**Exercise brief**
Where does the string "NaiveDate" appear? Copy every line of the entries below that holds it.

**Extracted material**
════════════════
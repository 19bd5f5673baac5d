//! slopetrader: moving-average slope signals and a single-position backtest
//! for market indices.
//!
//! Hexagonal architecture: domain logic in [`domain`], port traits in [`ports`],
//! concrete implementations in [`adapters`].

pub mod domain;
pub mod ports;
pub mod adapters;
pub mod cli;
pub mod logging;
//! Core domain types and logic: indicators, signals, and the simulation.

pub mod ohlcv;
pub mod position;
pub mod indicator;
pub mod indicator_helpers;
pub mod signal;
pub mod simulation;
pub mod backtest;
pub mod sweep;
pub mod universe;
pub mod config_validation;
pub mod error;
//! Single-asset position state and trade records.

use chrono::NaiveDate;
use std::fmt;

/// Cash, whole shares, and the date of the last buy. Transitions return a
/// new value; a `Position` is never mutated in place.
#[derive(Debug, Clone, Copy, PartialEq)]
pub struct Position {
    pub cash: f64,
    pub shares: u64,
    pub last_buy_date: Option<NaiveDate>,
}

impl Position {
    pub fn new(initial_capital: f64) -> Self {
        Position {
            cash: initial_capital,
            shares: 0,
            last_buy_date: None,
        }
    }

    pub fn is_flat(&self) -> bool {
        self.shares == 0
    }

    pub fn is_invested(&self) -> bool {
        self.shares > 0
    }

    pub fn market_value(&self, price: f64) -> f64 {
        self.shares as f64 * price
    }

    pub fn total_value(&self, price: f64) -> f64 {
        self.cash + self.market_value(price)
    }

    /// Whole calendar days since the last buy.
    pub fn holding_days(&self, date: NaiveDate) -> Option<i64> {
        self.last_buy_date.map(|d| (date - d).num_days())
    }
}

#[derive(Debug, Clone, Copy, PartialEq, Eq, Hash)]
pub enum TradeSide {
    Buy,
    Sell,
}

impl fmt::Display for TradeSide {
    fn fmt(&self, f: &mut fmt::Formatter<'_>) -> fmt::Result {
        match self {
            TradeSide::Buy => write!(f, "Buy"),
            TradeSide::Sell => write!(f, "Sell"),
        }
    }
}

#[derive(Debug, Clone, PartialEq)]
pub struct Trade {
    pub date: NaiveDate,
    pub side: TradeSide,
    pub price: f64,
    pub shares: u64,
    pub commission: f64,
    /// Cash balance after the trade settles.
    pub balance: f64,
    /// Set on sells only.
    pub holding_days: Option<i64>,
    pub reason: String,
}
════════════════
**Result for this task**
use chrono::NaiveDate;
    pub last_buy_date: Option<NaiveDate>,
    pub fn holding_days(&self, date: NaiveDate) -> Option<i64> {
    pub date: NaiveDate,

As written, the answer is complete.